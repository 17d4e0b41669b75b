//! Data-cache maintenance for DMA-visible memory.
//!
//! The UMAC reads and writes descriptors and packet buffers directly in DRAM
//! while the CPU sees them through its data cache. Both directions need a
//! maintenance operation:
//!
//! - after the CPU writes something the device will read, the dirty lines
//!   must be written back
//! - before the CPU reads something the device may have written, the stale
//!   lines must be discarded
//!
//! The GXP's Cortex-A9 does both with one "clean and invalidate by MVA"
//! operation per 32-byte line, so the driver only needs
//! [`CacheMaintenance::clean_invalidate`].

/// Cortex-A9 L1 data-cache line size
pub const CACHE_LINE_SIZE: usize = 32;

/// Cache maintenance over an address range.
pub trait CacheMaintenance {
    /// Clean and invalidate every cache line overlapping `[addr, addr + len)`.
    fn clean_invalidate(&self, addr: usize, len: usize);
}

/// Expand `[addr, addr + len)` to whole cache lines.
///
/// Returns `(start, end)` with `start` rounded down and `end` rounded up to
/// [`CACHE_LINE_SIZE`]. A zero-length range still covers the line holding
/// `addr`.
pub const fn line_span(addr: usize, len: usize) -> (usize, usize) {
    let start = addr & !(CACHE_LINE_SIZE - 1);
    let last = if len == 0 { addr } else { addr + len - 1 };
    let end = (last | (CACHE_LINE_SIZE - 1)) + 1;
    (start, end)
}

/// ARMv7 L1 data cache, maintained with `DCCIMVAC`.
#[derive(Debug, Clone, Copy, Default)]
pub struct Armv7DataCache;

impl CacheMaintenance for Armv7DataCache {
    #[inline]
    fn clean_invalidate(&self, addr: usize, len: usize) {
        let (start, end) = line_span(addr, len);

        #[cfg(target_arch = "arm")]
        // SAFETY: DCCIMVAC writes back and discards lines; it never changes
        // the architectural contents of memory, and `[start, end)` covers
        // memory the caller owns.
        unsafe {
            let mut line = start;
            while line < end {
                core::arch::asm!(
                    "mcr p15, 0, {line}, c7, c14, 1",
                    line = in(reg) line,
                    options(nostack, preserves_flags)
                );
                line += CACHE_LINE_SIZE;
            }
            core::arch::asm!("dsb sy", options(nostack, preserves_flags));
        }

        #[cfg(not(target_arch = "arm"))]
        {
            // Coherent host: only ordering is needed.
            let _ = (start, end);
            core::sync::atomic::fence(core::sync::atomic::Ordering::SeqCst);
        }
    }
}
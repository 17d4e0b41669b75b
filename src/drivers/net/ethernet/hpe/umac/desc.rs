//! UMAC DMA descriptors.
//!
//! Both rings use the same 16-byte entry. The first eight bytes are shared:
//!
//! ```text
//! 0x0  dma_address  u32   buffer bus address
//! 0x4  status       u16   bit 15 = owned by hardware
//! 0x6  count        u16   buffer length (TX) / frame length (RX)
//! ```
//!
//! The trailer differs: TX carries a checksum offset, RX a checksum and a
//! control word. Entries live in DMA memory and are only touched through
//! volatile accesses by [`DescriptorRing`](super::ring::DescriptorRing).

use core::mem::{offset_of, size_of};

/// Ownership bit: set while the entry belongs to hardware
pub const DESC_OWN: u16 = 0x8000;

/// RX error flags reported alongside the ownership bit
pub const RX_ERROR_MASK: u16 = 0x38E0;

/// Size of one ring entry in bytes
pub const DESC_SIZE: usize = 16;

/// Byte offset of the status half-word in every entry
pub const STATUS_OFFSET: usize = 4;

/// Byte offset of the count half-word in every entry
pub const COUNT_OFFSET: usize = 6;

#[repr(C)]
#[derive(Debug, Clone, Copy, Default, PartialEq, Eq)]
pub struct TxDescriptor {
    pub dma_address: u32,
    pub status: u16,
    pub count: u16,
    pub cksum_offset: u32,
    pub reserved: u32,
}

#[repr(C)]
#[derive(Debug, Clone, Copy, Default, PartialEq, Eq)]
pub struct RxDescriptor {
    pub dma_address: u32,
    pub status: u16,
    pub count: u16,
    pub checksum: u16,
    pub control: u16,
    pub reserved: u32,
}

const _: () = {
    assert!(size_of::<TxDescriptor>() == DESC_SIZE);
    assert!(offset_of!(TxDescriptor, dma_address) == 0);
    assert!(offset_of!(TxDescriptor, status) == STATUS_OFFSET);
    assert!(offset_of!(TxDescriptor, count) == COUNT_OFFSET);
    assert!(offset_of!(TxDescriptor, cksum_offset) == 8);
    assert!(offset_of!(TxDescriptor, reserved) == 12);

    assert!(size_of::<RxDescriptor>() == DESC_SIZE);
    assert!(offset_of!(RxDescriptor, dma_address) == 0);
    assert!(offset_of!(RxDescriptor, status) == STATUS_OFFSET);
    assert!(offset_of!(RxDescriptor, count) == COUNT_OFFSET);
    assert!(offset_of!(RxDescriptor, checksum) == 8);
    assert!(offset_of!(RxDescriptor, control) == 10);
    assert!(offset_of!(RxDescriptor, reserved) == 12);
};

/// Who may touch a descriptor, decoded from its status word.
#[derive(Debug, Clone, Copy, PartialEq, Eq)]
pub enum Ownership {
    /// Software may read and rewrite the entry
    Software,
    /// Hardware owns the entry
    Hardware,
    /// Hardware owns the entry and flagged these error bits
    HardwareError(u16),
}

impl Ownership {
    pub fn is_hardware(self) -> bool {
        !matches!(self, Ownership::Software)
    }
}

/// Common view of TX and RX entries.
pub trait Descriptor: Copy + Default {
    /// Status bits that report an error while hardware owns the entry
    const ERROR_MASK: u16;

    fn status(&self) -> u16;
    fn set_status(&mut self, status: u16);

    fn ownership(&self) -> Ownership {
        let status = self.status();
        if status & DESC_OWN == 0 {
            Ownership::Software
        } else if status & Self::ERROR_MASK != 0 {
            Ownership::HardwareError(status & Self::ERROR_MASK)
        } else {
            Ownership::Hardware
        }
    }
}

impl Descriptor for TxDescriptor {
    const ERROR_MASK: u16 = 0;

    fn status(&self) -> u16 {
        self.status
    }

    fn set_status(&mut self, status: u16) {
        self.status = status;
    }
}

impl Descriptor for RxDescriptor {
    const ERROR_MASK: u16 = RX_ERROR_MASK;

    fn status(&self) -> u16 {
        self.status
    }

    fn set_status(&mut self, status: u16) {
        self.status = status;
    }
}
//! Simulated hardware for the unit tests.
//!
//! - [`SimBus`]: a register file with a write log and write hooks
//! - [`SimPhy`]: an MII register model that answers MMI transactions
//! - [`SimCache`]: a data-cache model where device writes only become
//!   visible to the CPU after the covering lines are invalidated
//!
//! All three are cheap handles over shared state, so a test can keep a clone
//! to inspect or poke while the driver owns another.

use std::boxed::Box;
use std::cell::RefCell;
use std::collections::BTreeMap;
use std::rc::Rc;
use std::vec::Vec;

use crate::drivers::cache::{CacheMaintenance, line_span};
use crate::drivers::mmio::RegisterBus;

pub use crate::drivers::timer::no_delay;

/// Register values keyed by byte offset
pub type RegisterFile = BTreeMap<usize, u32>;

/// Called after every write with `(registers, offset, written, previous)`.
pub type WriteHook = Box<dyn FnMut(&mut RegisterFile, usize, u32, u32)>;

#[derive(Default)]
struct SimBusState {
    regs: RegisterFile,
    log: Vec<(usize, u32)>,
    hooks: Vec<WriteHook>,
}

/// A simulated register window.
#[derive(Clone, Default)]
pub struct SimBus {
    inner: Rc<RefCell<SimBusState>>,
}

impl SimBus {
    pub fn new() -> Self {
        Self::default()
    }

    /// Set a register without logging or running hooks.
    pub fn poke(&self, offset: usize, value: u32) {
        self.inner.borrow_mut().regs.insert(offset, value);
    }

    /// Current register value.
    pub fn peek(&self, offset: usize) -> u32 {
        self.inner.borrow().regs.get(&offset).copied().unwrap_or(0)
    }

    pub fn add_hook(&self, hook: WriteHook) {
        self.inner.borrow_mut().hooks.push(hook);
    }

    /// Every `(offset, value)` written so far, in order.
    pub fn writes(&self) -> Vec<(usize, u32)> {
        self.inner.borrow().log.clone()
    }

    /// Values written to one register, in order.
    pub fn writes_to(&self, offset: usize) -> Vec<u32> {
        self.inner
            .borrow()
            .log
            .iter()
            .filter(|(o, _)| *o == offset)
            .map(|(_, v)| *v)
            .collect()
    }

    pub fn clear_log(&self) {
        self.inner.borrow_mut().log.clear();
    }
}

impl RegisterBus for SimBus {
    fn read32(&self, offset: usize) -> u32 {
        self.peek(offset)
    }

    fn write32(&self, offset: usize, value: u32) {
        let mut state = self.inner.borrow_mut();
        let SimBusState { regs, log, hooks } = &mut *state;

        log.push((offset, value));
        let previous = regs.insert(offset, value).unwrap_or(0);
        for hook in hooks.iter_mut() {
            hook(regs, offset, value, previous);
        }
    }
}

// MMI layout, mirrored from the transport so the model stays independent.
const MMI: usize = 0x00;
const MMI_DATA: usize = 0x04;
const MMI_MOWNER: u32 = 0x200;
const MMI_MRNW: u32 = 0x100;

const PAGE_SELECT: u8 = 22;
const RESET_BIT: u16 = 0x8000;

#[derive(Default)]
struct SimPhyState {
    page: u16,
    regs: BTreeMap<(u16, u8), u16>,
    /// Reads left before a pending reset bit self-clears
    resets: BTreeMap<(u16, u8), u32>,
    reset_latency: u32,
    writes: Vec<(u16, u8, u16)>,
}

/// A paged MII register model.
///
/// Register 22 selects the page for every other register. Setting bit 15 of
/// any register starts a reset that stays visible for `reset_latency` reads
/// and then clears itself.
#[derive(Clone, Default)]
pub struct SimPhy {
    inner: Rc<RefCell<SimPhyState>>,
}

impl SimPhy {
    pub fn new() -> Self {
        let phy = Self::default();
        phy.inner.borrow_mut().reset_latency = 3;
        phy
    }

    /// Answer MMI transactions for `addr` on `bus`.
    pub fn attach(&self, bus: &SimBus, addr: u8) {
        let phy = self.clone();
        bus.add_hook(Box::new(move |regs, offset, value, _| {
            if offset != MMI || value & MMI_MOWNER == 0 {
                return;
            }

            let target = ((value >> 16) & 0x1F) as u8;
            let reg = (value & 0x1F) as u8;
            if target == addr {
                if value & MMI_MRNW != 0 {
                    let data = phy.mdio_read(reg);
                    regs.insert(MMI_DATA, u32::from(data));
                } else {
                    let data = regs.get(&MMI_DATA).copied().unwrap_or(0) as u16;
                    phy.mdio_write(reg, data);
                }
            } else if value & MMI_MRNW != 0 {
                // Nobody home: the bus floats high.
                regs.insert(MMI_DATA, 0xFFFF);
            }
            regs.insert(MMI, value & !MMI_MOWNER);
        }));
    }

    pub fn set_reset_latency(&self, reads: u32) {
        self.inner.borrow_mut().reset_latency = reads;
    }

    /// Set a register directly (no reset side effects).
    pub fn set(&self, page: u16, reg: u8, value: u16) {
        self.inner.borrow_mut().regs.insert((page, reg), value);
    }

    /// Stored register value, ignoring any pending reset.
    pub fn get(&self, page: u16, reg: u8) -> u16 {
        let state = self.inner.borrow();
        let value = state.regs.get(&(page, reg)).copied().unwrap_or(0);
        if state.resets.get(&(page, reg)).copied().unwrap_or(0) > 0 {
            value | RESET_BIT
        } else {
            value
        }
    }

    /// Mark a reset as already in flight on `(page, reg)`.
    pub fn hold_reset(&self, page: u16, reg: u8) {
        let mut state = self.inner.borrow_mut();
        let latency = state.reset_latency;
        state.resets.insert((page, reg), latency);
    }

    pub fn page(&self) -> u16 {
        self.inner.borrow().page
    }

    /// Every `(page, reg, value)` written over MDIO, in order.
    pub fn writes(&self) -> Vec<(u16, u8, u16)> {
        self.inner.borrow().writes.clone()
    }

    fn mdio_read(&self, reg: u8) -> u16 {
        let mut state = self.inner.borrow_mut();
        if reg == PAGE_SELECT {
            return state.page;
        }

        let key = (state.page, reg);
        let value = state.regs.get(&key).copied().unwrap_or(0);
        match state.resets.get_mut(&key) {
            Some(remaining) if *remaining > 0 => {
                *remaining -= 1;
                value | RESET_BIT
            }
            _ => value,
        }
    }

    fn mdio_write(&self, reg: u8, value: u16) {
        let mut state = self.inner.borrow_mut();
        let page = state.page;
        state.writes.push((page, reg, value));

        if reg == PAGE_SELECT {
            state.page = value;
            return;
        }

        let key = (page, reg);
        if value & RESET_BIT != 0 {
            let latency = state.reset_latency;
            state.resets.insert(key, latency);
        }
        state.regs.insert(key, value & !RESET_BIT);
    }
}

#[derive(Default)]
struct CacheModel {
    /// Device writes not yet visible to the CPU
    pending: Vec<(usize, Vec<u8>)>,
    /// Every maintenance range, as requested
    log: Vec<(usize, usize)>,
}

/// Non-coherent cache model.
///
/// Device ("DMA") writes are queued and only land in memory once the CPU
/// invalidates a line covering their first byte. A driver that reads a
/// descriptor without invalidating it first keeps seeing the old contents.
#[derive(Clone, Default)]
pub struct SimCache {
    inner: Rc<RefCell<CacheModel>>,
}

impl SimCache {
    pub fn new() -> Self {
        Self::default()
    }

    /// Queue a device write of `bytes` at `addr`.
    pub fn dma_write(&self, addr: usize, bytes: &[u8]) {
        self.inner.borrow_mut().pending.push((addr, bytes.to_vec()));
    }

    pub fn dma_write_u16(&self, addr: usize, value: u16) {
        self.dma_write(addr, &value.to_le_bytes());
    }

    /// Device writes still invisible to the CPU
    pub fn pending(&self) -> usize {
        self.inner.borrow().pending.len()
    }

    /// Every maintenance request as `(addr, len)`.
    pub fn maintenance_log(&self) -> Vec<(usize, usize)> {
        self.inner.borrow().log.clone()
    }

    /// Whether any maintenance request covered `[addr, addr + len)`.
    pub fn covered(&self, addr: usize, len: usize) -> bool {
        self.inner.borrow().log.iter().any(|&(a, l)| {
            let (start, end) = line_span(a, l);
            start <= addr && addr + len <= end
        })
    }

    pub fn clear_log(&self) {
        self.inner.borrow_mut().log.clear();
    }
}

impl CacheMaintenance for SimCache {
    fn clean_invalidate(&self, addr: usize, len: usize) {
        let (start, end) = line_span(addr, len);
        let mut model = self.inner.borrow_mut();
        model.log.push((addr, len));

        let (visible, pending): (Vec<_>, Vec<_>) = model
            .pending
            .drain(..)
            .partition(|(a, _)| (start..end).contains(a));
        model.pending = pending;

        for (a, bytes) in visible {
            // SAFETY: Tests only queue writes into DMA regions owned by the
            // driver under test, which outlive the cache model's use.
            unsafe { core::ptr::copy_nonoverlapping(bytes.as_ptr(), a as *mut u8, bytes.len()) };
        }
    }
}

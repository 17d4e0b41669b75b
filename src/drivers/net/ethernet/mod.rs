//! Ethernet controller drivers, grouped by vendor

pub mod hpe;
━━━━━━━━━━
#### Try it:
Going back over the entries above, copy word for word every line from the one that has "const ERROR_MASK: u16 = RX_ERROR_MASK;" on through the one that has "use std::boxed::Box;".

#### Answer:
    const ERROR_MASK: u16 = RX_ERROR_MASK;

    fn status(&self) -> u16 {
        self.status
    }

    fn set_status(&mut self, status: u16) {
        self.status = status;
    }
}
//! Simulated hardware for the unit tests.
//!
//! - [`SimBus`]: a register file with a write log and write hooks
//! - [`SimPhy`]: an MII register model that answers MMI transactions
//! - [`SimCache`]: a data-cache model where device writes only become
//!   visible to the CPU after the covering lines are invalidated
//!
//! All three are cheap handles over shared state, so a test can keep a clone
//! to inspect or poke while the driver owns another.

use std::boxed::Box;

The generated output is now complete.